Hunt through the entries for the word "AppError" and copy each line in which it appears.

═════ INFORMATION PROVIDED ═════

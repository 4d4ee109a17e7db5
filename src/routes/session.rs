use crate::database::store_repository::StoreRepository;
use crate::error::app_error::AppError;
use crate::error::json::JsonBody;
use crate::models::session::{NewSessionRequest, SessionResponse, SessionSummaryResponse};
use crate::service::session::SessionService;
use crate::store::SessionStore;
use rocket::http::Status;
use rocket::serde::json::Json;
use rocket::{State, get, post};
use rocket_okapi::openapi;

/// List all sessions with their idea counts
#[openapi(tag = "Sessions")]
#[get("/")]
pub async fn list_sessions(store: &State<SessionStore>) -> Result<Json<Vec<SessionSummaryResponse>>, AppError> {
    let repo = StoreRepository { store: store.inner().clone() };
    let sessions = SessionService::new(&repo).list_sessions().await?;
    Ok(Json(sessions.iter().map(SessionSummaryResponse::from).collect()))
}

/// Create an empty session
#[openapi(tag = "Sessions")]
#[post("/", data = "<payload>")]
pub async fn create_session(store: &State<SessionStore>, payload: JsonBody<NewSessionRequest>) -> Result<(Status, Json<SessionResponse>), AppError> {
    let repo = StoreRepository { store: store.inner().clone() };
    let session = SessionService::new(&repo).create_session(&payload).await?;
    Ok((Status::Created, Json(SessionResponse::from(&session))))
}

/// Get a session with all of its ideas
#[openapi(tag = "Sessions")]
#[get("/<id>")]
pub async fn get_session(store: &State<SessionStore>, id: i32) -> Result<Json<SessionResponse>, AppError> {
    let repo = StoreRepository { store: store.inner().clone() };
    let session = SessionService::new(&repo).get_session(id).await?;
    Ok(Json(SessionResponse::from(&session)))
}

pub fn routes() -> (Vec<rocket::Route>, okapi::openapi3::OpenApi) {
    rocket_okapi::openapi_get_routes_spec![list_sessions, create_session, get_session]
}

═════

■ EXPECTED ANSWER ■
use crate::error::app_error::AppError;
pub async fn list_sessions(store: &State<SessionStore>) -> Result<Json<Vec<SessionSummaryResponse>>, AppError> {
pub async fn create_session(store: &State<SessionStore>, payload: JsonBody<NewSessionRequest>) -> Result<(Status, Json<SessionResponse>), AppError> {
pub async fn get_session(store: &State<SessionStore>, id: i32) -> Result<Json<SessionResponse>, AppError> {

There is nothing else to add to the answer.